The Haitian Development Fund serves the medical needs of residents in the Port-au-Prince neighborhood called Sarthe. For almost a decade, HDF has provided critical care to the mothers and children who visit the Sarthe Neighborhood Medical Clinic, which is “smaller than a Chicago bungalow,” says board member Greg Richmond.
Though the clinic isn’t spacious or high-tech, the Haitian medical staff that runs it has treated more than 67,000 patients, Richmond told SendHelp2Haiti in a phone interview. The clinic’s annual budget of $35,000 goes a long way in Haiti, where many people live with no plumbing and electricity and get by on only a few dollars a day.
Richmond, a Chicagoan, first visited the clinic in 2001 with a friend, Dr. Brent DeLand, who had been going to Haiti on medical missions for about 10 years. After the trip, the two men decided they wanted to do more to support the clinic and went about raising money to pay the salary of its doctor and other medical staff.
Richmond and DeLand, who lives in Springfield, Ill., make personal contributions to support the clinic and raise funds from other individuals, small family foundations and religious charities. An order in Italy recently sent an $8,000 grant. Money raised helps buy medical supplies such as bandages and aspirin and equipment such as examination tables, Richmond says.
The Sarthe neighborhood is bleak and its residents live in squalid conditions, says Richmond, describing a place marked by drainage ditches filled with garbage and sewage and people sitting outside their cinder-blocks houses selling whatever they can to get by.

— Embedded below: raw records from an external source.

fn read_mets_children<R: BufRead>(reader: &mut Reader<R>, mets: &mut Mets) -> Result<()> {
    let mut buf = Vec::new();
    loop {
        match reader.read_event_into(&mut buf)? {
            Event::Start(ref e) => match e.local_name().as_ref() {
                b"metsHdr" => {
                    let header = read_header(reader, e)?;
                    mets.header = Some(header);
                }
                b"dmdSec" => {
                    let section = read_md_section(reader, e, MdSectionKind::Descriptive)?;
                    mets.md_sections.push(section);
                }
                b"amdSec" => read_amd_sec(reader, mets)?,
                b"fileSec" => read_file_sec(reader, mets)?,
                b"structMap" => {
                    let map = read_struct_map(reader, e)?;
                    mets.struct_maps.push(map);
                }
                other => {
                    let name = other.to_vec();
                    skip_element(reader, &name)?;
                }
            },
            Event::End(ref e) if e.local_name().as_ref() == b"mets" => break,
            Event::Eof => {
                return Err(Error::DescriptionDocument(
                    "unexpected end of document".to_string(),
                ))
            }
            _ => {}
        }
        buf.clear();
    }
    Ok(())
}

fn read_header<R: BufRead>(reader: &mut Reader<R>, start: &BytesStart<'_>) -> Result<MetsHeader> {
    let mut header = MetsHeader {
        create_date: attr(start, b"CREATEDATE")?,
        last_mod_date: attr(start, b"LASTMODDATE")?,
        record_status: attr(start, b"RECORDSTATUS")?,
        agents: Vec::new(),
    };

    let mut buf = Vec::new();
    loop {
        match reader.read_event_into(&mut buf)? {
            Event::Start(ref e) if e.local_name().as_ref() == b"agent" => {
                let agent = read_agent(reader, e)?;
                header.agents.push(agent);
            }
            Event::Start(ref e) => {
                let name = e.local_name().as_ref().to_vec();
                skip_element(reader, &name)?;
            }
            Event::End(ref e) if e.local_name().as_ref() == b"metsHdr" => break,
            Event::Eof => {
                return Err(Error::DescriptionDocument(
                    "unterminated header".to_string(),
                ))
            }
            _ => {}
        }
        buf.clear();
    }
    Ok(header)
}

fn read_agent<R: BufRead>(reader: &mut Reader<R>, start: &BytesStart<'_>) -> Result<AgentEntry> {
    let mut agent = AgentEntry {
        role: attr(start, b"ROLE")?,
        other_role: attr(start, b"OTHERROLE")?,
        agent_type: attr(start, b"TYPE")?,
        other_type: attr(start, b"OTHERTYPE")?,
        name: None,
        notes: Vec::new(),
    };

    let mut buf = Vec::new();
    loop {
        match reader.read_event_into(&mut buf)? {
            Event::Start(ref e) if e.local_name().as_ref() == b"name" => {
                agent.name = Some(read_text(reader, b"name")?);
            }
            Event::Start(ref e) if e.local_name().as_ref() == b"note" => {
                agent.notes.push(read_text(reader, b"note")?);
            }
            Event::Start(ref e) => {
                let name = e.local_name().as_ref().to_vec();
                skip_element(reader, &name)?;
            }
            Event::End(ref e) if e.local_name().as_ref() == b"agent" => break,
            Event::Eof => {
                return Err(Error::DescriptionDocument("unterminated agent".to_string()))
            }
            _ => {}
        }
        buf.clear();
    }
    Ok(agent)
}

/// `amdSec` is only a container; each child kind becomes its own section.
fn read_amd_sec<R: BufRead>(reader: &mut Reader<R>, mets: &mut Mets) -> Result<()> {
    let mut buf = Vec::new();
    loop {
        match reader.read_event_into(&mut buf)? {
            Event::Start(ref e) => {
                let kind = match e.local_name().as_ref() {
                    b"digiprovMD" => Some(MdSectionKind::DigiProv),
                    b"techMD" => Some(MdSectionKind::Tech),
                    b"rightsMD" => Some(MdSectionKind::Rights),
                    b"sourceMD" => Some(MdSectionKind::Source),
                    _ => None,
                };
                match kind {
                    Some(kind) => {
                        let section = read_md_section(reader, e, kind)?;
                        mets.md_sections.push(section);
                    }
                    None => {
                        let name = e.local_name().as_ref().to_vec();
                        skip_element(reader, &name)?;
                    }
                }
            }
            Event::End(ref e) if e.local_name().as_ref() == b"amdSec" => break,
            Event::Eof => {
                return Err(Error::DescriptionDocument(
                    "unterminated amdSec".to_string(),
                ))
            }
            _ => {}
        }
        buf.clear();
    }
    Ok(())
}

fn section_end_name(kind: MdSectionKind) -> &'static [u8] {
    match kind {
        MdSectionKind::Descriptive => b"dmdSec",
        MdSectionKind::DigiProv => b"digiprovMD",
        MdSectionKind::Tech => b"techMD",
        MdSectionKind::Rights => b"rightsMD",
        MdSectionKind::Source => b"sourceMD",
    }
}

fn read_md_section<R: BufRead>(
    reader: &mut Reader<R>,
    start: &BytesStart<'_>,
    kind: MdSectionKind,
) -> Result<MdSection> {
    let mut section = MdSection::new(kind);
    section.id = attr(start, b"ID")?;
    section.created = attr(start, b"CREATED")?;

    let end_name = section_end_name(kind);
    let mut buf = Vec::new();
    loop {
        match reader.read_event_into(&mut buf)? {
            Event::Empty(ref e) if e.local_name().as_ref() == b"mdRef" => {
                section.md_ref = Some(read_md_ref(e)?);
            }
            Event::Start(ref e) if e.local_name().as_ref() == b"mdRef" => {
                section.md_ref = Some(read_md_ref(e)?);
                skip_element(reader, b"mdRef")?;
            }
            Event::Start(ref e) if e.local_name().as_ref() == b"mdWrap" => {
                section.md_wrap = Some(read_md_wrap(reader, e)?);
            }
            Event::Start(ref e) => {
                let name = e.local_name().as_ref().to_vec();
                skip_element(reader, &name)?;
            }
            Event::End(ref e) if e.local_name().as_ref() == end_name => break,
            Event::Eof => {
                return Err(Error::DescriptionDocument(
                    "unterminated metadata section".to_string(),
                ))
            }
            _ => {}
        }
        buf.clear();
    }
    Ok(section)
}

fn read_md_ref(e: &BytesStart<'_>) -> Result<MdRef> {
    Ok(MdRef {
        id: attr(e, b"ID")?,
        href: attr(e, b"href")?,
        loctype: attr(e, b"LOCTYPE")?,
        md_type: attr(e, b"MDTYPE")?,
        other_md_type: attr(e, b"OTHERMDTYPE")?,
        md_type_version: attr(e, b"MDTYPEVERSION")?,
        mimetype: attr(e, b"MIMETYPE")?,
        created: attr(e, b"CREATED")?,
        size: attr(e, b"SIZE")?.and_then(|s| s.parse().ok()),
        checksum: attr(e, b"CHECKSUM")?,
        checksum_type: attr(e, b"CHECKSUMTYPE")?,
    })
}

fn read_md_wrap<R: BufRead>(reader: &mut Reader<R>, start: &BytesStart<'_>) -> Result<MdWrap> {
    let mut wrap = MdWrap {
        id: attr(start, b"ID")?,
        md_type: attr(start, b"MDTYPE")?,
        other_md_type: attr(start, b"OTHERMDTYPE")?,
        md_type_version: attr(start, b"MDTYPEVERSION")?,
        mimetype: attr(start, b"MIMETYPE")?,
        created: attr(start, b"CREATED")?,
        xml_data: String::new(),
    };

    let mut buf = Vec::new();
    loop {
        match reader.read_event_into(&mut buf)? {
            Event::Start(ref e) if e.local_name().as_ref() == b"xmlData" => {
                wrap.xml_data = capture_raw_xml(reader, b"xmlData")?;
            }
            Event::Start(ref e) => {
                let name = e.local_name().as_ref().to_vec();
                skip_element(reader, &name)?;
            }
            Event::End(ref e) if e.local_name().as_ref() == b"mdWrap" => break,
            Event::Eof => {
                return Err(Error::DescriptionDocument(
                    "unterminated mdWrap".to_string(),
                ))
            }
            _ => {}
        }
        buf.clear();
    }
    Ok(wrap)
}

/// Re-serialize everything up to the matching end tag into a string,
/// preserving the markup byte-for-byte apart from formatting whitespace
/// trimmed by the reader configuration.
fn capture_raw_xml<R: BufRead>(reader: &mut Reader<R>, end_name: &[u8]) -> Result<String> {
    let mut writer = Writer::new(Cursor::new(Vec::new()));
    let mut depth = 0usize;
    let mut buf = Vec::new();
    loop {
        let event = reader.read_event_into(&mut buf)?;
        match event {
            Event::Start(_) => {
                depth += 1;
                writer.write_event(event)?;
            }
            Event::End(ref e) => {
                if depth == 0 && e.local_name().as_ref() == end_name {
                    break;
                }
                depth = depth.saturating_sub(1);
                writer.write_event(event)?;
            }
            Event::Eof => {
                return Err(Error::DescriptionDocument(
                    "unterminated inline metadata".to_string(),
                ))
            }
            other => writer.write_event(other)?,
        }
        buf.clear();
    }
    let bytes = writer.into_inner().into_inner();
    String::from_utf8(bytes).map_err(|e| Error::Xml(e.to_string()))
}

“On one level, what we do is relieve suffering,” Richmond says about HDF’s work in Haiti. “But beyond that, what a lot of people don’t appreciate unless you live there is Haiti is a tropical country. And if you have an infection in Haiti—and you don’t have antibiotics, you don’t have ointments—in that heat and humidity, [the infection] doesn’t heal unless it’s treated. Those types of infections stay infected and can spread and lead to amputations or death. One of the things that struck me in the time that I was there was how rare it was to see someone who wasn’t maimed.
“What our clinic has been doing is providing that kind of medical care.”
Since the Jan. 12 earthquake, HDF has stepped up its fundraising efforts to meet the critical need for additional medicines and supplies to treat the many who were injured. “Everyday there’s a line of people waiting to be treated,” Richmond says, noting the clinic did run out of supplies after the earthquake. But the clinic is “functioning, treating people [and] we are getting medicine and supplies to the neighborhood.
“We are very glad the clinic was there… For years to come, the need is going to be overwhelming.”